For their part, Keane sounded terrific and kept the beautiful crowd very engaged. While they lacks Coldplay’s elemental weirdness and miss Chris Martin’s spastic eccentricity, they can fill out a billowing “whoa-oh-oh” chorus and conjure up a passable Beatles imitation (“Disconnected”) with the best of the pretty-music-for-pretty people-bands. They could easily have a very big fanbase in the US, and the fact that they don’t would seem to be a preposterous marketing failure.

Another great thing about being a habitual NYC concert goer is that you very often get to see the first or the last show of a tour (sometimes both), and these are statistically likely to have some extra element of interest. In this case we got the final show of the Strangeland tour. Lead singer Tom Chaplin made a certain amount of valedictory noise, but we didn’t get an augmented set list nor even any tearful confessions. Nobody was excessively drunk, there was no bad behavior, and nothing was smashed. Oh well. While there was no mistaking it for the last show of a Deer Tick tour, it still carried that halo of job-well-done-and-now-we’ll-relax-a-bit, which rubbed off onto the crowd and kept spirits high.
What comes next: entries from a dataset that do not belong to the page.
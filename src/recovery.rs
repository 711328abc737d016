use crate::config::RetryConfig;
use crate::error::CameraError;
use std::time::Duration;
use tracing::{debug, warn};

/// Recovery action to take after a failed camera attempt
#[derive(Debug, Clone, PartialEq)]
pub enum RecoveryAction {
    /// Retry after a delay
    RetryAfterDelay(Duration),
    /// Retry budget exhausted, surface the failure
    GiveUp,
    /// The error is not retryable, surface it unchanged
    Abort,
}

/// Bounded retry with exponential backoff
#[derive(Debug, Clone)]
pub struct RetryPolicy {
    /// Additional attempts after the first one
    pub max_retries: u32,
    /// Delay before the first retry
    pub base_delay: Duration,
    /// Maximum delay between retries
    pub max_delay: Duration,
}

impl Default for RetryPolicy {
    fn default() -> Self {
        Self {
            max_retries: 2,
            base_delay: Duration::from_millis(250),
            max_delay: Duration::from_secs(2),
        }
    }
}

impl From<&RetryConfig> for RetryPolicy {
    fn from(config: &RetryConfig) -> Self {
        Self {
            max_retries: config.max_retries,
            base_delay: Duration::from_millis(config.base_delay_ms),
            max_delay: Duration::from_millis(config.max_delay_ms),
        }
    }
}

impl RetryPolicy {
    /// Total attempts a call may make
    pub fn max_attempts(&self) -> u32 {
        self.max_retries.saturating_add(1)
    }

    /// Decide what to do after `attempt` (1-based) failed with `error`
    pub fn action_for(&self, operation: &str, attempt: u32, error: &CameraError) -> RecoveryAction {
        if !error.is_retryable() {
            debug!("{} failed with non-retryable error: {}", operation, error);
            return RecoveryAction::Abort;
        }

        if attempt >= self.max_attempts() {
            warn!(
                "{} exhausted its retry budget ({} attempts): {}",
                operation, attempt, error
            );
            return RecoveryAction::GiveUp;
        }

        let delay = self.calculate_delay(attempt - 1);
        warn!(
            "{} failed (attempt {}/{}), retrying in {:?}: {}",
            operation,
            attempt,
            self.max_attempts(),
            delay,
            error
        );
        RecoveryAction::RetryAfterDelay(delay)
    }

    /// Delay before retry number `retry_index` (0-based), doubling and capped
    pub fn calculate_delay(&self, retry_index: u32) -> Duration {
        let factor = 2u32.checked_pow(retry_index).unwrap_or(u32::MAX);
        self.base_delay
            .checked_mul(factor)
            .map_or(self.max_delay, |delay| delay.min(self.max_delay))
    }
}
Openers Youngblood Hawke played a very professional, highly produced opening set that manifested the clear commitment of the money people. They were slick in ways that used to be considered a bad thing, think Journey, but I think that’s all been forgotten now. They were also one of the most confident and least needy openers I’ve seen in a while, often storming through song breaks without waiting for applause, taking the crowd pretty much for granted, and generally getting the bidness done. Lots of bands put out a common drum in the center these days for anyone not otherwise engaged to gleefully pound, but YH is the first band I’ve seen where every member had a rudimentary drum set of his own. The show opened and closed with everybody beating out a jungle tattoo, which really got the attention of the audience. Rhapsody has them classified as “alt punk” (!), but I think Foster the Punk might be more like it, if you leave out the part about them having anything to do with punk. But here I am again sounding like I didn’t enjoy it, and that is not the case. Their show was frenetic, high energy, skillfully executed, and very easy to appreciate with little or no prelistening or prep. Sometimes (“Glacier”) they reminded me a little of one of my favorite bands, namely NJ’s own River City Extension. YH certainly shows promise, but I don’t know if their current production plays to their strengths. Tom Chaplin predicted, in the bit where he thanked everybody, that YH is getting ready to blow up big. Maybe. But the truth is, if anybody should blow up big (in the US that is), it should be Keane.